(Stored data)
BEGIN

//! Main TUI application state and logic

use crate::calc::engine::Calculator;
use crate::calc::errors::EventOutcome;
use crossterm::event::{self, Event, KeyCode, KeyEvent, KeyEventKind, KeyModifiers};
use ratatui::{
    backend::Backend,
    layout::{Constraint, Direction, Layout},
    Frame, Terminal,
};
use rustc_hash::FxHashMap;
use std::io;
use std::time::Duration;

/// The main application state
pub struct App {
    /// The calculator session
    pub calc: Calculator,

    /// Whether the app should quit
    pub should_quit: bool,

    /// Status message to display
    pub status_message: String,

    /// Keyboard aliases mapped onto event codes
    key_aliases: FxHashMap<char, char>,
}

impl App {
    /// Create a new app around the given calculator session
    pub fn new(calc: Calculator) -> Self {
        let mut key_aliases = FxHashMap::default();
        key_aliases.insert('*', 'x');
        key_aliases.insert('/', 'd');
        key_aliases.insert('=', 'q');
        key_aliases.insert('%', 'm');
        key_aliases.insert('v', 'r');

        App {
            calc,
            should_quit: false,
            status_message: String::from("Ready!"),
            key_aliases,
        }
    }

    /// Run the TUI application
    pub fn run<B: Backend>(&mut self, terminal: &mut Terminal<B>) -> io::Result<()> {
        loop {
            terminal.draw(|f| self.render(f))?;

            if self.should_quit {
                break;
            }

            if event::poll(Duration::from_millis(250))? {
                if let Event::Key(key) = event::read()? {
                    if key.kind == KeyEventKind::Press {
                        self.handle_key_event(key);
                    }
                }
            }
        }

        Ok(())
    }

    /// Render the UI
    fn render(&mut self, frame: &mut Frame) {
        let size = frame.area();

        // Display/keypad on the left, history on the right, status bar below
        let main_chunks = Layout::default()
            .direction(Direction::Vertical)
            .constraints([Constraint::Min(0), Constraint::Length(1)])
            .split(size);

        let columns = Layout::default()
            .direction(Direction::Horizontal)
            .constraints([Constraint::Percentage(60), Constraint::Percentage(40)])
            .split(main_chunks[0]);

        let left_rows = Layout::default()
            .direction(Direction::Vertical)
            .constraints([Constraint::Length(6), Constraint::Min(0)])
            .split(columns[0]);

        super::panes::render_display_pane(frame, left_rows[0], &self.calc);
        super::panes::render_keypad_pane(frame, left_rows[1]);
        super::panes::render_history_pane(frame, columns[1], self.calc.frames());
        super::panes::render_status_bar(
            frame,
            main_chunks[1],
            &self.status_message,
            self.calc.frames().len(),
        );
    }

    /// Handle keyboard events
    fn handle_key_event(&mut self, key: KeyEvent) {
        match key.code {
            KeyCode::Esc => {
                self.should_quit = true;
            }
            KeyCode::Char('c') if key.modifiers.contains(KeyModifiers::CONTROL) => {
                self.should_quit = true;
            }
            KeyCode::Enter => self.submit('q'),
            KeyCode::Backspace => self.submit('u'),
            KeyCode::Delete => self.submit('c'),
            KeyCode::Char(c) => {
                let code = self.key_aliases.get(&c).copied().unwrap_or(c);
                self.submit(code);
            }
            _ => {}
        }
    }

    /// Feed one event code to the calculator and reflect the outcome in the
    /// status bar.
    fn submit(&mut self, code: char) {
        match crate::calc::events::EventKind::decode(code) {
            None => {
                self.status_message = format!("Unmapped key '{}'", code);
            }
            Some(kind) => match self.calc.apply_event(kind) {
                EventOutcome::Applied => {
                    self.status_message = String::from("Ok");
                }
                EventOutcome::Errored(e) => {
                    self.status_message = format!("Error: {}", e);
                }
                EventOutcome::Rejected => {
                    self.status_message = String::from("Rejected");
                }
            },
        }
    }
}
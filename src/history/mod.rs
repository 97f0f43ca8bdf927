//! Event history for replay-based undo
//!
//! Rather than snapshotting whole sessions, the calculator records the
//! minimum needed to rebuild any prior state by replay:
//!
//! - [`EventLog`] — ordered [`EventFrame`]s, one per clear/equals span, each
//!   holding the upper-operand text at the moment the frame opened plus the
//!   single-character codes of every event accepted since.
//! - [`ValueCaches`] — side histories for the two operations whose effect is
//!   not a pure function of the visible text: unary results (formatted and
//!   clamped, so not invertible) and memory register values (readable after
//!   later edits).
//!
//! Both are append-only during forward operation; undo pops from the tail.

/// A contiguous span of events since the last clear/equals, anchored to the
/// upper-operand text at the moment the frame was opened.
#[derive(Debug, Clone, PartialEq, Eq)]
pub struct EventFrame {
    /// Upper display text when the frame opened.
    pub baseline: String,
    /// Accepted event codes applied since, in arrival order. Clear, equals,
    /// and undo are frame boundaries, never frame contents.
    pub events: String,
}

impl EventFrame {
    fn new(baseline: String) -> Self {
        EventFrame {
            baseline,
            events: String::new(),
        }
    }
}

/// Append-only record of event frames.
///
/// The log is never empty: it is seeded with one empty frame at startup and
/// `pop_frame` refuses to remove the last one. The trailing frame is always
/// the live one.
#[derive(Debug)]
pub struct EventLog {
    frames: Vec<EventFrame>,
}

impl EventLog {
    pub fn new() -> Self {
        EventLog {
            frames: vec![EventFrame::new(String::new())],
        }
    }

    /// The live (trailing) frame.
    pub fn current(&self) -> &EventFrame {
        match self.frames.last() {
            Some(frame) => frame,
            None => unreachable!("event log is never empty"),
        }
    }

    fn current_mut(&mut self) -> &mut EventFrame {
        match self.frames.last_mut() {
            Some(frame) => frame,
            None => unreachable!("event log is never empty"),
        }
    }

    /// Append an accepted event code to the live frame.
    pub fn record(&mut self, code: char) {
        self.current_mut().events.push(code);
    }

    /// Open a fresh frame anchored to `baseline`.
    pub fn open_frame(&mut self, baseline: String) {
        self.frames.push(EventFrame::new(baseline));
    }

    /// Remove and return the live frame's trailing event code.
    pub fn pop_event(&mut self) -> Option<char> {
        self.current_mut().events.pop()
    }

    /// Drop the live frame, making the previous one live. Refused (returning
    /// `false`) when only the seeded frame remains.
    pub fn pop_frame(&mut self) -> bool {
        if self.frames.len() < 2 {
            return false;
        }
        self.frames.pop();
        true
    }

    pub fn frame_count(&self) -> usize {
        self.frames.len()
    }

    pub fn frames(&self) -> &[EventFrame] {
        &self.frames
    }
}

impl Default for EventLog {
    fn default() -> Self {
        Self::new()
    }
}

/// Side histories of values replay cannot recompute from event codes alone.
///
/// One `unary_results` entry per accepted unary event (the text it installed,
/// error messages included); one `memory1`/`memory2` entry per accepted
/// memory event for that register (the register's value, pushed on store and
/// recall alike so undo can pop one entry per code without telling the two
/// apart).
#[derive(Debug, Default)]
pub struct ValueCaches {
    pub(crate) unary_results: Vec<String>,
    pub(crate) memory1: Vec<String>,
    pub(crate) memory2: Vec<String>,
}
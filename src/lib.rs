//! # Introduction
//!
//! recalc is a desk calculator with replay-based undo.  Every accepted
//! interaction is a single-character event appended to a compact log; undo
//! rebuilds the prior session by replaying the log through the ordinary
//! transition logic, seeded from small caches for the few values replay
//! cannot recompute.  A terminal UI built with
//! [ratatui](https://docs.rs/ratatui) sits on top.
//!
//! ## Event pipeline
//!
//! ```text
//! Key → event code → EventKind → Calculator transition → EventLog → TUI
//! ```
//!
//! 1. [`number`] — operand text: parsing, %g-style formatting, digit budgets.
//! 2. [`calc`] — the session state machine, arithmetic operators with an
//!    enumerated error taxonomy, and the undo engine.
//! 3. [`history`] — the frame-structured event log and the value caches.
//! 4. [`ui`] — ratatui-based TUI; not part of the stable library API.
//!
//! ## Event codes
//!
//! Digits `0`-`9` and `.`; binary operators `+ - x d ^ l m`; unary operators
//! `r i !`; memory registers `M W`; `e` opens an exponent, `s` toggles sign;
//! `q` equals, `c` clear, `u` undo.

pub mod calc;
pub mod history;
pub mod number;
pub mod ui;
//! Unary operators

use crate::calc::errors::DomainError;

/// The three unary operators.
#[derive(Debug, Clone, Copy, PartialEq, Eq)]
pub enum UnaryOp {
    SquareRoot,
    Factorial,
    Reciprocal,
}

impl UnaryOp {
    pub fn from_code(code: char) -> Option<Self> {
        match code {
            'r' => Some(UnaryOp::SquareRoot),
            '!' => Some(UnaryOp::Factorial),
            'i' => Some(UnaryOp::Reciprocal),
            _ => None,
        }
    }

    pub fn code(self) -> char {
        match self {
            UnaryOp::SquareRoot => 'r',
            UnaryOp::Factorial => '!',
            UnaryOp::Reciprocal => 'i',
        }
    }

    /// Check the operand before evaluating. Factorial is integer-only and
    /// capped at 20 (the largest factorial a u64 holds); the non-integer
    /// check wins over the size check, which wins over the sign check.
    pub fn classify_domain(self, value: f64) -> Result<(), DomainError> {
        match self {
            UnaryOp::Factorial if value.fract() != 0.0 => {
                Err(DomainError::NonIntegerFactorial)
            }
            UnaryOp::Factorial if value > 20.0 => Err(DomainError::FactorialTooLarge),
            UnaryOp::Factorial if value < 0.0 => Err(DomainError::NegativeFactorial),
            UnaryOp::SquareRoot if value < 0.0 => Err(DomainError::NegativeRoot),
            UnaryOp::Reciprocal if value == 0.0 => Err(DomainError::ReciprocalOfZero),
            _ => Ok(()),
        }
    }

    /// Evaluate on an operand already past `classify_domain`.
    pub fn evaluate(self, value: f64) -> f64 {
        match self {
            UnaryOp::SquareRoot => value.sqrt(),
            UnaryOp::Factorial => (1..=value as u64).product::<u64>() as f64,
            UnaryOp::Reciprocal => 1.0 / value,
        }
    }
}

END

DIRECTIONS FOR THIS TASK >> In the records above, some lines may contain the word "since"; copy every one of them.

SOLUTION FOR THIS PROBLEM >>
//!   single-character codes of every event accepted since.
/// A contiguous span of events since the last clear/equals, anchored to the
    /// Accepted event codes applied since, in arrival order. Clear, equals,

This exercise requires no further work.